The living animal is a twofold symbol reminding man, first, of Eden garden and of that integrity and purity that he lost there. Even more, the animal is a symbol of man's undefiled image; for Adam's act of naming the animals was not an assertion of his dominion over them. This naming represented rather Adam's candid companionship with that aspect of creation which had been created in his image even as he had been created in the image of God. And hence the friendship of the great saints with the animals: the great saints preached to them, and the animals in the act of comprehending such "sermons" comprehended themselves and realized through the saints--the men most akin to Adam before the fall--their place in a divine economy which ordinary man has not been able to grasp.

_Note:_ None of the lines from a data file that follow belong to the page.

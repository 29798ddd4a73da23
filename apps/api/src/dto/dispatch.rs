use auditrail_application::{DispatchStats, RoleQueueStats};
use serde::Serialize;

/// Counters for one consumer queue.
#[derive(Debug, Serialize)]
pub struct RoleQueueStatsResponse {
    pub role: &'static str,
    pub capacity: usize,
    pub workers: usize,
    pub enqueued: u64,
    pub dropped: u64,
    pub processed: u64,
    pub failed: u64,
    pub depth: u64,
}

/// Dispatcher counters across all roles.
#[derive(Debug, Serialize)]
pub struct DispatchStatsResponse {
    pub accepting: bool,
    pub roles: Vec<RoleQueueStatsResponse>,
}

impl From<RoleQueueStats> for RoleQueueStatsResponse {
    fn from(value: RoleQueueStats) -> Self {
        Self {
            role: value.role.as_str(),
            capacity: value.capacity,
            workers: value.workers,
            enqueued: value.enqueued,
            dropped: value.dropped,
            processed: value.processed,
            failed: value.failed,
            depth: value.depth,
        }
    }
}

impl From<DispatchStats> for DispatchStatsResponse {
    fn from(value: DispatchStats) -> Self {
        Self {
            accepting: value.accepting,
            roles: value
                .roles
                .into_iter()
                .map(RoleQueueStatsResponse::from)
                .collect(),
        }
    }
}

But if the animal is a symbol of what creation was in its state of innocence, he is also a symbol of what man is now in his state of estrangement. The piteous glance of the animal--of which no one has written more eloquently than Buber(1)-comes from the fact that the animal cannot quite respond to the sursum corda of his being, from the fact that he cannot quite communicate his very selfness to another. The animal symbolizes then, simply because of his incapacity to release his spirit from captivity, the fractioned condition of fallen man. For the animal is trapped in a way that man is not, and therefore experiences in a way that man cannot--blindly and by the most tortuously indirect reflection--the excruciating tension of the spirit-matter construct. And thus because the animal's eyes express the frustration of a spirit too diminished, too powerless to penetrate its material envelope we rightly speak only of the tragic "glance" of the animal and not of its "gaze": the emergence of spirit in the animal is a momentary event, without transforming power and without endurability. But in this ontological sadness, in this strain of his nature the animal speaks silently of the groaning and travailing of the whole of an expectant creation. And so it was no exaggeration for Matthew Arnold to write:
That liquid, melancholy eye,
From whose pathetic, soul-fed springs
Seemed surging the Virgilian cry,
The sense of tears in mortal things.(2)
Yet having recognized the wealth of all of this symbolic significance, it is still difficult to find much meaning in the death throes of the animal. One might say in palliation of this seeming horror that animals do not have authentic self-consciousness, and that their sufferings, therefore, are greatly diminished by contrast to those that the human person undergoes: granted in part--though we are embracing a possibility (lack of animal self-awareness) to erase a certitude (the pain of dying)--because no matter how muted, there is still some suffering. And any suffering which is utterly without significance implies a world in which a meaningless situation takes place, and this is a denial of God.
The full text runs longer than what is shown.